Analysis on the Causes of the Damage of the Ferroalloy Furnace Body

Reasons and analysis of furnace damage

1. The electrode working end is too long for a long time, and the furnace bottom refractory material is consumed a lot, which causes the temperature of the furnace bottom to rise abnormally or the result of furnace bottom burning through.

2. The working end of the electrode is insufficient for a long time, the high temperature area moves upward, the temperature of the furnace wall near the electrode high temperature area rises abnormally, and the area around the tap hole of the furnace eye is burned throughthe iron leakage slag.

3. The slag type is unreasonable, the alkalinity control does not meet the requirements, and the molten iron is overheated seriously, causing chemical corrosion of the furnace body and damaging the refractory materials of the furnace body.

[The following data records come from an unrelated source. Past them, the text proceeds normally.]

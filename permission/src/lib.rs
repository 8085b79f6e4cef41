//! Location permission gate.
//!
//! Mirrors the OS location-permission grant into a small [`PermissionState`]
//! and drives the prompt flow behind a single [`PermissionGate`] trait so the
//! tracking session never has to know which platform it runs on.

#![warn(missing_docs)]

/// Platform-specific implementations.
pub mod sys;

use futures::future::BoxFuture;

/// The location grant currently held by the process, as reported by the OS.
#[derive(Debug, Clone, Copy, PartialEq, Eq, Hash)]
pub enum PermissionState {
    /// The user has not been asked yet.
    NotDetermined,
    /// The user or a system policy refused the grant. Prompting again will not
    /// succeed until the user changes it in system settings.
    Denied,
    /// Location is available only while the app is in the foreground.
    RestrictedForeground,
    /// Location is available in the foreground and the background.
    GrantedAlways,
}

impl PermissionState {
    /// Whether a continuous background tracking session may be started.
    #[must_use]
    pub const fn allows_tracking(self) -> bool {
        matches!(self, Self::GrantedAlways)
    }

    /// Whether a one-off location fix may be requested.
    #[must_use]
    pub const fn allows_single_shot(self) -> bool {
        matches!(self, Self::GrantedAlways | Self::RestrictedForeground)
    }
}

/// What happened when a permission request was issued.
#[derive(Debug, Clone, Copy, PartialEq, Eq, Hash)]
pub enum RequestOutcome {
    /// The strongest grant is already held; no prompt was shown.
    AlreadyGranted,
    /// A prompt flow was started. The final answer arrives asynchronously.
    Initiated,
    /// The grant was terminally denied; the caller should send the user to settings.
    Blocked,
}

impl RequestOutcome {
    /// The boolean answer reported to the embedding application.
    #[must_use]
    pub const fn reported(self) -> bool {
        !matches!(self, Self::Blocked)
    }
}

/// Errors that can occur while querying or requesting permissions.
#[derive(Debug, Clone, thiserror::Error)]
pub enum PermissionError {
    /// Runtime permission prompts are not supported on this platform.
    #[error("permission prompts are not supported on this platform")]
    NotSupported,
    /// The platform bridge failed.
    #[error("platform error: {0}")]
    Platform(String),
}

/// Result alias for permission operations.
pub type PermissionResult<T> = Result<T, PermissionError>;

/// Access to the OS location-permission state.
pub trait PermissionGate: Send + Sync + std::fmt::Debug {
    /// Non-blocking read of the current grant.
    fn query_state(&self) -> PermissionState;

    /// Start the OS prompt flow.
    ///
    /// Resolves once the request has been issued, not when the user answers.
    /// The state seen by [`query_state`](Self::query_state) changes later.
    fn request_permission(&self) -> BoxFuture<'_, PermissionResult<RequestOutcome>>;

    /// Deep-link the user into the app's page in system settings.
    ///
    /// # Errors
    /// Returns a [`PermissionError`] if the platform cannot open settings.
    fn open_settings(&self) -> PermissionResult<()>;
}

/// Issue a permission request and follow up with a settings deep-link if it was blocked.
///
/// Returns the boolean answer for the embedding application.
///
/// # Errors
/// Returns a [`PermissionError`] if the request itself could not be issued.
pub async fn request_or_open_settings(gate: &dyn PermissionGate) -> PermissionResult<bool> {
    let outcome = gate.request_permission().await?;
    if outcome == RequestOutcome::Blocked {
        log::info!("location permission blocked, opening system settings");
        if let Err(err) = gate.open_settings() {
            log::warn!("failed to open system settings: {err}");
        }
    }
    Ok(outcome.reported())
}

#[cfg(test)]
mod tests {
    use super::*;
    use std::sync::Mutex;
    use std::sync::atomic::{AtomicUsize, Ordering};

    #[derive(Debug)]
    struct FixedGate {
        state: Mutex<PermissionState>,
        settings_opened: AtomicUsize,
    }

    impl FixedGate {
        fn new(state: PermissionState) -> Self {
            Self {
                state: Mutex::new(state),
                settings_opened: AtomicUsize::new(0),
            }
        }
    }

    impl PermissionGate for FixedGate {
        fn query_state(&self) -> PermissionState {
            *self.state.lock().unwrap()
        }

        fn request_permission(&self) -> BoxFuture<'_, PermissionResult<RequestOutcome>> {
            Box::pin(async move {
                Ok(match self.query_state() {
                    PermissionState::GrantedAlways => RequestOutcome::AlreadyGranted,
                    PermissionState::Denied => RequestOutcome::Blocked,
                    _ => RequestOutcome::Initiated,
                })
            })
        }

        fn open_settings(&self) -> PermissionResult<()> {
            self.settings_opened.fetch_add(1, Ordering::SeqCst);
            Ok(())
        }
    }

    #[test]
    fn tracking_needs_the_always_grant() {
        assert!(PermissionState::GrantedAlways.allows_tracking());
        assert!(!PermissionState::RestrictedForeground.allows_tracking());
        assert!(!PermissionState::NotDetermined.allows_tracking());
        assert!(!PermissionState::Denied.allows_tracking());
    }

    #[test]
    fn single_shot_accepts_foreground_grant() {
        assert!(PermissionState::RestrictedForeground.allows_single_shot());
        assert!(PermissionState::GrantedAlways.allows_single_shot());
        assert!(!PermissionState::Denied.allows_single_shot());
    }

    #[tokio::test]
    async fn blocked_request_reports_false_and_opens_settings() {
        let gate = FixedGate::new(PermissionState::Denied);
        assert!(!request_or_open_settings(&gate).await.unwrap());
        assert_eq!(gate.settings_opened.load(Ordering::SeqCst), 1);
    }

    #[tokio::test]
    async fn initiated_request_reports_true() {
        let gate = FixedGate::new(PermissionState::NotDetermined);
        assert!(request_or_open_settings(&gate).await.unwrap());
        assert_eq!(gate.settings_opened.load(Ordering::SeqCst), 0);
    }
}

4. After the furnace is turned off for a long time, the furnace body is very prone to expansion and cracking. If the furnace is frequently started and stopped, it will be obvious that the furnace body steel plate will crack due to temperature changes, and it needs to be repaired in time.

5. The operation of oxygen blowing and opening eyes has great loss to the furnace eye and furnace wall. Whether it is carbon brick or magnesia brick, oxidation reaction can occur under high temperature conditions, and the formed false furnace wall cannot play a protective role, which greatly accelerates the furnace. Physical deterioration.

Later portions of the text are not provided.